Exploring the Link between Full-time Enrollment and Persistence


A new study released by a collaborative of higher education organizations working in partnership with the National Student Clearinghouse suggests a caveat to previous findings regarding the positive relationship between full-time enrollment and degree completion. Among non-first-time (NFT) college students, those using a “mixed” enrollment strategy—combining full-time and part-time enrollment over the course of their studies—were more likely to complete an associate degree and less likely to drop out than their exclusively full-time or exclusively part-time counterparts.
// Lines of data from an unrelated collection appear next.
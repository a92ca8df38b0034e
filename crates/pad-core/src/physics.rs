//! Per-frame integrator for pad bodies.
//!
//! One call to [`step`] advances every pad by one display frame: drag
//! follow, inertial drift with friction, viewport clamping, the drag-timeout
//! safety release and a single pass of pairwise collision resolution.

use crate::config::PhysicsParams;
use crate::pad::{InteractionState, Pad, Viewport};
use glam::Vec2;
use std::time::Duration;

/// Advance all pads by one frame.
///
/// `pointer` is the live pointer position while a press is held. A dragging
/// pad without one holds still and lets its drag timer run out.
pub fn step(
    pads: &mut [Pad],
    pointer: Option<Vec2>,
    viewport: Viewport,
    params: &PhysicsParams,
    now: Duration,
) {
    for pad in pads.iter_mut() {
        if pad.is_dragging() {
            if let Some(p) = pointer {
                follow_pointer(pad, p, viewport, params, now);
            }
        } else {
            drift(pad, params);
        }

        pad.position = viewport.clamp_position(pad.position, pad.size);

        if pad.is_dragging() && now.saturating_sub(pad.last_drag_time) > params.drag_timeout {
            log::debug!("[physics] drag timed out, releasing pad");
            pad.state = InteractionState::Idle;
        }
    }

    resolve_collisions(pads, params);
    clamp_to_viewport(pads, viewport);
}

fn follow_pointer(
    pad: &mut Pad,
    pointer: Vec2,
    viewport: Viewport,
    params: &PhysicsParams,
    now: Duration,
) {
    let target = viewport.clamp_position(pointer - pad.drag_offset, pad.size);
    pad.velocity = target - pad.position;
    pad.position = target;
    pad.set_glow(params.glow_drag);
    pad.last_drag_time = now;
}

fn drift(pad: &mut Pad, params: &PhysicsParams) {
    pad.position += pad.velocity;
    pad.velocity *= params.friction;
    pad.set_glow(pad.glow - params.glow_decay);
}

pub fn clamp_to_viewport(pads: &mut [Pad], viewport: Viewport) {
    for pad in pads.iter_mut() {
        pad.position = viewport.clamp_position(pad.position, pad.size);
    }
}

/// Single index-ascending pass over every unordered pair.
///
/// Pads are treated as circles of diameter `w`. Overlapping pairs are pushed
/// apart by half the overlap each and exchange velocities scaled by
/// `bounce`. Heavy pile-ups may still overlap after one pass.
pub fn resolve_collisions(pads: &mut [Pad], params: &PhysicsParams) {
    let n = pads.len();
    for i in 0..n {
        for j in (i + 1)..n {
            let (head, tail) = pads.split_at_mut(j);
            collide_pair(&mut head[i], &mut tail[0], params);
        }
    }
}

fn collide_pair(a: &mut Pad, b: &mut Pad, params: &PhysicsParams) -> bool {
    let delta = a.center() - b.center();
    let distance = delta.length();
    let min_dist = (a.size.x + b.size.x) * 0.5;
    if distance >= min_dist {
        return false;
    }

    // Coincident centres separate along +X.
    let normal = if distance > f32::EPSILON {
        delta / distance
    } else {
        Vec2::X
    };
    let push = normal * (min_dist - distance) * 0.5;
    a.position += push;
    b.position -= push;

    let va = a.velocity;
    a.velocity = b.velocity * params.bounce;
    b.velocity = va * params.bounce;

    a.set_glow(params.glow_collision);
    b.set_glow(params.glow_collision);
    true
}

#[cfg(test)]
mod tests {
    use super::*;

    fn pad_at(x: f32, y: f32) -> Pad {
        Pad::new(Vec2::new(x, y), Vec2::splat(100.0))
    }

    #[test]
    fn coincident_pads_separate_horizontally() {
        let params = PhysicsParams::default();
        let mut pads = vec![pad_at(200.0, 200.0), pad_at(200.0, 200.0)];
        resolve_collisions(&mut pads, &params);
        assert!(pads[0].position.x > pads[1].position.x);
        assert_eq!(pads[0].position.y, pads[1].position.y);
        let gap = pads[0].center().distance(pads[1].center());
        assert!((gap - 100.0).abs() < 1e-3);
    }

    #[test]
    fn distant_pads_are_untouched() {
        let params = PhysicsParams::default();
        let mut a = pad_at(0.0, 0.0);
        let mut b = pad_at(300.0, 0.0);
        a.velocity = Vec2::new(1.0, 0.0);
        assert!(!collide_pair(&mut a, &mut b, &params));
        assert_eq!(a.velocity, Vec2::new(1.0, 0.0));
        assert_eq!(b.glow, 0.0);
    }

    #[test]
    fn drift_applies_friction_and_glow_decay() {
        let params = PhysicsParams::default();
        let mut pad = pad_at(10.0, 10.0);
        pad.velocity = Vec2::new(4.0, -2.0);
        pad.glow = 5.0;
        drift(&mut pad, &params);
        assert_eq!(pad.position, Vec2::new(14.0, 8.0));
        assert!((pad.velocity.x - 3.8).abs() < 1e-5);
        assert_eq!(pad.glow, 0.0);
    }
}
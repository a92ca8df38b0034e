//! Asynchronous asset loading for the browser.

use crate::audio::SampleHandle;
use crate::constants::{image_path, sample_path, BACKGROUND_VIDEO_PATH};
use pad_core::{AssetBank, ImageBank, LoadError, SampleBank};
use wasm_bindgen::JsCast;
use wasm_bindgen_futures::JsFuture;
use web_sys as web;

pub struct LoadedAssets {
    pub samples: SampleBank<SampleHandle>,
    pub images: ImageBank<web::HtmlImageElement>,
}

async fn load_sample(
    audio_ctx: &web::AudioContext,
    index: usize,
) -> Result<SampleHandle, LoadError> {
    let path = sample_path(index);
    let missing = |path: &str| LoadError::Missing {
        index,
        path: path.to_string(),
    };
    let decode = |e: wasm_bindgen::JsValue| LoadError::Decode {
        index,
        reason: format!("{:?}", e),
    };

    let window = web::window().ok_or_else(|| missing(&path))?;
    let resp: web::Response = JsFuture::from(window.fetch_with_str(&path))
        .await
        .map_err(|_| missing(&path))?
        .dyn_into()
        .map_err(decode)?;
    if !resp.ok() {
        return Err(missing(&path));
    }
    let bytes: js_sys::ArrayBuffer = JsFuture::from(resp.array_buffer().map_err(decode)?)
        .await
        .map_err(decode)?
        .dyn_into()
        .map_err(decode)?;
    let decoding = audio_ctx.decode_audio_data(&bytes).map_err(decode)?;
    let buffer: web::AudioBuffer = JsFuture::from(decoding)
        .await
        .map_err(decode)?
        .dyn_into()
        .map_err(decode)?;
    Ok(SampleHandle { index, buffer })
}

async fn load_image(index: usize) -> Result<web::HtmlImageElement, LoadError> {
    let path = image_path(index);
    let missing = || LoadError::Missing {
        index,
        path: path.clone(),
    };
    let img = web::HtmlImageElement::new().map_err(|_| missing())?;
    img.set_src(&path);
    JsFuture::from(img.decode()).await.map_err(|_| missing())?;
    Ok(img)
}

/// Load every pad's sample and image, reporting failures once.
pub async fn load_all(audio_ctx: &web::AudioContext, count: usize) -> LoadedAssets {
    let mut sample_results = Vec::with_capacity(count);
    let mut image_results = Vec::with_capacity(count);
    for i in 0..count {
        sample_results.push(load_sample(audio_ctx, i).await);
        image_results.push(load_image(i).await);
    }

    let (samples, sample_failures) = AssetBank::from_results(sample_results);
    for e in &sample_failures {
        log::error!("[assets] {} (pad stays silent)", e);
    }
    if !sample_failures.is_empty() {
        log::error!(
            "[assets] {} of {} samples failed to load",
            sample_failures.len(),
            count
        );
    }

    let (images, image_failures) = AssetBank::from_results(image_results);
    for e in &image_failures {
        log::warn!("[assets] {} (drawing placeholder)", e);
    }

    log::info!(
        "[assets] samples {}/{} images {}/{}",
        samples.loaded_count(),
        count,
        images.loaded_count(),
        count
    );
    LoadedAssets { samples, images }
}

/// Hidden, muted, looping background video. Playback starts with audio.
pub fn create_background_video(document: &web::Document) -> Option<web::HtmlVideoElement> {
    let video: web::HtmlVideoElement = document
        .create_element("video")
        .ok()?
        .dyn_into()
        .ok()?;
    video.set_src(BACKGROUND_VIDEO_PATH);
    video.set_muted(true);
    video.set_default_muted(true);
    video.set_loop(true);
    _ = video.set_attribute("playsinline", "");
    video.set_volume(0.0);
    Some(video)
}

pub fn play_background_video(video: &web::HtmlVideoElement) {
    video.set_muted(true);
    video.set_volume(0.0);
    match video.play() {
        Ok(_) => log::info!("[video] background loop started"),
        Err(e) => log::warn!("[video] play rejected: {:?}", e),
    }
}
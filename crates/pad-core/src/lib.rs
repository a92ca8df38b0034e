pub mod assets;
pub mod config;
pub mod constants;
pub mod effects;
pub mod interaction;
pub mod pad;
pub mod physics;
pub mod session;

pub use assets::*;
pub use config::*;
pub use effects::*;
pub use interaction::{handle_pointer, hit_test, release_all, PointerEvent, PointerKind, Triggers};
pub use pad::*;
pub use session::*;
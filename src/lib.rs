#![cfg(target_arch = "wasm32")]
use pad_core::{Session, SessionConfig};
use std::cell::RefCell;
use std::rc::Rc;
use std::sync::atomic::{AtomicBool, Ordering};
use wasm_bindgen::prelude::*;
use wasm_bindgen::JsCast;
use wasm_bindgen_futures::spawn_local;
use web_sys as web;

mod assets;
mod audio;
mod constants;
mod dom;
mod events;
mod frame;
mod input;
mod overlay;
mod render;

pub(crate) type PadSession = Session<audio::WebAudioBackend>;

fn wire_canvas_resize(canvas: &web::HtmlCanvasElement, session: Rc<RefCell<PadSession>>) {
    dom::sync_canvas_backing_size(canvas);
    let canvas_resize = canvas.clone();
    let resize_closure = Closure::wrap(Box::new(move || {
        dom::sync_canvas_backing_size(&canvas_resize);
        let vp = dom::canvas_viewport(&canvas_resize);
        if let Ok(mut s) = session.try_borrow_mut() {
            s.resize(vp);
        }
    }) as Box<dyn FnMut()>);
    if let Some(window) = web::window() {
        _ = window
            .add_event_listener_with_callback("resize", resize_closure.as_ref().unchecked_ref());
    }
    resize_closure.forget();
}

// The start gesture unlocks audio on mobile browsers, so the session stays
// inert until it fires.
fn wire_start_button(
    document: &web::Document,
    session: Rc<RefCell<PadSession>>,
    video: Option<web::HtmlVideoElement>,
) {
    let doc = document.clone();
    dom::add_click_listener(document, constants::START_BUTTON_ID, move || {
        let mut s = session.borrow_mut();
        _ = s.router().backend().context().resume();
        s.start();
        overlay::hide(&doc);
        if let Some(v) = &video {
            assets::play_background_video(v);
        }
    });
}

#[wasm_bindgen(start)]
pub fn start() -> Result<(), JsValue> {
    console_error_panic_hook::set_once();
    console_log::init_with_level(log::Level::Info).ok();
    log::info!("pad-web starting");

    static STARTED: AtomicBool = AtomicBool::new(false);
    if STARTED.swap(true, Ordering::SeqCst) {
        return Ok(());
    }
    spawn_local(async move {
        if let Err(e) = init().await {
            log::error!("init error: {:?}", e);
        }
    });
    Ok(())
}

async fn init() -> anyhow::Result<()> {
    let window = web::window().ok_or_else(|| anyhow::anyhow!("no window"))?;
    let document = window
        .document()
        .ok_or_else(|| anyhow::anyhow!("no document"))?;

    let canvas: web::HtmlCanvasElement = document
        .get_element_by_id(constants::CANVAS_ID)
        .ok_or_else(|| anyhow::anyhow!("missing #{}", constants::CANVAS_ID))?
        .dyn_into::<web::HtmlCanvasElement>()
        .map_err(|e| anyhow::anyhow!(format!("{:?}", e)))?;
    _ = canvas.set_attribute("style", "touch-action: none");
    dom::sync_canvas_backing_size(&canvas);
    let renderer = render::Renderer::new(canvas.clone())?;

    // Context starts suspended until the start gesture; decoding works regardless
    let audio_ctx = web::AudioContext::new().map_err(|e| anyhow::anyhow!("{:?}", e))?;
    let fx = audio::build_fx_chain(&audio_ctx)?;

    let config = SessionConfig::default();
    let pad_count = config.grid.pad_count();
    let assets::LoadedAssets { samples, images } = assets::load_all(&audio_ctx, pad_count).await;
    let backend = audio::WebAudioBackend::new(audio_ctx, fx, pad_count)?;

    let viewport = dom::canvas_viewport(&canvas);
    let session = Rc::new(RefCell::new(Session::new(
        config, viewport, backend, samples,
    )));
    log::info!(
        "[init] viewport {:.0}x{:.0}, {} pads",
        viewport.width,
        viewport.height,
        pad_count
    );

    let video = assets::create_background_video(&document);
    let clock = frame::Clock::new();

    wire_canvas_resize(&canvas, session.clone());
    wire_start_button(&document, session.clone(), video.clone());
    overlay::show(&document);

    events::wire_input_handlers(events::InputWiring {
        canvas: canvas.clone(),
        session: session.clone(),
        clock,
    });

    let frame_ctx = Rc::new(RefCell::new(frame::FrameContext {
        session,
        renderer,
        images,
        video,
        clock,
    }));
    frame::start_loop(frame_ctx);
    Ok(())
}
While this trend did not hold true in relation to four-year degrees, where those enrolled full-time persisted at the highest rates, this new information has important implications for two-year institutions considering high mandatory “credits per semester” policies. Dave Jarrat, Vice President of Marketing at InsideTrack and study contributor, suggests that the flexibility provided by mixed enrollment allows NFT students to persist through changes in work and family commitments.
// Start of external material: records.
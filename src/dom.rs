use pad_core::Viewport;
use wasm_bindgen::JsCast;
use web_sys as web;

#[inline]
pub fn add_click_listener(
    document: &web::Document,
    element_id: &str,
    mut handler: impl FnMut() + 'static,
) {
    if let Some(el) = document.get_element_by_id(element_id) {
        let closure =
            wasm_bindgen::closure::Closure::wrap(Box::new(move || handler()) as Box<dyn FnMut()>);
        _ = el.add_event_listener_with_callback("click", closure.as_ref().unchecked_ref());
        closure.forget();
    }
}

#[inline]
pub fn device_pixel_ratio() -> f64 {
    web::window().map(|w| w.device_pixel_ratio()).unwrap_or(1.0)
}

/// Canvas size in CSS pixels; the coordinate space pads live in.
pub fn canvas_viewport(canvas: &web::HtmlCanvasElement) -> Viewport {
    let rect = canvas.get_bounding_client_rect();
    Viewport::new(rect.width() as f32, rect.height() as f32)
}

pub fn sync_canvas_backing_size(canvas: &web::HtmlCanvasElement) {
    let dpr = device_pixel_ratio();
    let rect = canvas.get_bounding_client_rect();
    let w_px = (rect.width() * dpr) as u32;
    let h_px = (rect.height() * dpr) as u32;
    canvas.set_width(w_px.max(1));
    canvas.set_height(h_px.max(1));
}
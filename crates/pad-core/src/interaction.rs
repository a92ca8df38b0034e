//! Pointer classification: idle → clicked → (dragging | tap) → idle.
//!
//! Mouse, touch and pen input all arrive as one [`PointerEvent`] shape; the
//! front-end adapts device events before they reach [`handle_pointer`].

use crate::config::InteractionParams;
use crate::pad::{InteractionState, Pad, Viewport};
use glam::Vec2;
use smallvec::SmallVec;
use std::time::Duration;

#[derive(Clone, Copy, Debug, PartialEq, Eq)]
pub enum PointerKind {
    Down,
    Move,
    Up,
    /// The platform took the pointer away (scroll, system gesture).
    Cancel,
}

#[derive(Clone, Copy, Debug, PartialEq)]
pub struct PointerEvent {
    pub kind: PointerKind,
    pub position: Vec2,
}

impl PointerEvent {
    pub fn down(x: f32, y: f32) -> Self {
        Self {
            kind: PointerKind::Down,
            position: Vec2::new(x, y),
        }
    }

    pub fn moved(x: f32, y: f32) -> Self {
        Self {
            kind: PointerKind::Move,
            position: Vec2::new(x, y),
        }
    }

    pub fn up(x: f32, y: f32) -> Self {
        Self {
            kind: PointerKind::Up,
            position: Vec2::new(x, y),
        }
    }

    pub fn cancel(x: f32, y: f32) -> Self {
        Self {
            kind: PointerKind::Cancel,
            position: Vec2::new(x, y),
        }
    }
}

/// Pad indices tapped by one event. A single pointer claims at most one pad.
pub type Triggers = SmallVec<[usize; 1]>;

pub fn handle_pointer(
    pads: &mut [Pad],
    event: PointerEvent,
    viewport: Viewport,
    params: &InteractionParams,
    now: Duration,
) -> Triggers {
    let mut triggers = Triggers::new();
    match event.kind {
        PointerKind::Down => {
            if let Some(i) = hit_test(pads, event.position, viewport) {
                pads[i].press(event.position, now);
                log::debug!("[pointer] press pad {}", i);
            }
        }
        PointerKind::Move => {
            for (i, pad) in pads.iter_mut().enumerate() {
                match pad.state {
                    InteractionState::Clicked => {
                        pad.begin_drag(now);
                        log::debug!("[pointer] begin drag on pad {}", i);
                    }
                    InteractionState::Dragging => pad.last_drag_time = now,
                    InteractionState::Idle => {}
                }
            }
        }
        PointerKind::Up => {
            for (i, pad) in pads.iter_mut().enumerate() {
                if pad.release(now, params.tap_threshold) {
                    log::debug!("[pointer] tap on pad {}", i);
                    triggers.push(i);
                }
            }
        }
        PointerKind::Cancel => release_all(pads),
    }
    triggers
}

/// Return every pad to idle without firing any tap.
pub fn release_all(pads: &mut [Pad]) {
    for pad in pads.iter_mut() {
        pad.state = InteractionState::Idle;
        pad.active = false;
    }
}

/// First pad, in index order, whose box contains `p`.
pub fn hit_test(pads: &[Pad], p: Vec2, viewport: Viewport) -> Option<usize> {
    if !viewport.contains(p) {
        return None;
    }
    pads.iter().position(|pad| pad.contains(p))
}

#[cfg(test)]
mod tests {
    use super::*;

    fn overlapping_pads() -> Vec<Pad> {
        vec![
            Pad::new(Vec2::new(0.0, 0.0), Vec2::splat(100.0)),
            Pad::new(Vec2::new(50.0, 50.0), Vec2::splat(100.0)),
        ]
    }

    #[test]
    fn down_claims_lowest_index_only() {
        let vp = Viewport::new(800.0, 600.0);
        let mut pads = overlapping_pads();
        let params = InteractionParams::default();
        handle_pointer(
            &mut pads,
            PointerEvent::down(75.0, 75.0),
            vp,
            &params,
            Duration::ZERO,
        );
        assert_eq!(pads[0].state, InteractionState::Clicked);
        assert_eq!(pads[1].state, InteractionState::Idle);
        assert_eq!(pads[0].drag_offset, Vec2::new(75.0, 75.0));
    }

    #[test]
    fn down_outside_viewport_hits_nothing() {
        let vp = Viewport::new(80.0, 80.0);
        let pads = overlapping_pads();
        assert_eq!(hit_test(&pads, Vec2::new(90.0, 60.0), vp), None);
        assert_eq!(hit_test(&pads, Vec2::new(f32::NAN, 10.0), vp), None);
    }

    #[test]
    fn move_while_idle_changes_nothing() {
        let vp = Viewport::new(800.0, 600.0);
        let mut pads = overlapping_pads();
        let before = pads.clone();
        let params = InteractionParams::default();
        handle_pointer(
            &mut pads,
            PointerEvent::moved(10.0, 10.0),
            vp,
            &params,
            Duration::ZERO,
        );
        assert_eq!(pads, before);
    }
}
The data come from a national effort to explore persistence patterns among NFT college students through a collaboration between the American Council on Education (ACE), InsideTrack, NASPA – Student Affairs Administrators in Higher Education, the University Professional and Continuing Education Association (UPCEA), and the National Student Clearinghouse. The study examined two cohorts of data from the National Student Clearinghouse, the first comprising 4.5 million NFT students who re-enrolled from 2005 through the first half of 2008 and the second featuring 7 million NFT students who re-enrolled between the latter half of 2008 and 2013. The study also includes a wealth of information on state-level, institutional, and other trends among NFT students. The researchers plan to continue analyzing the data and will publicly release the dataset in the spring.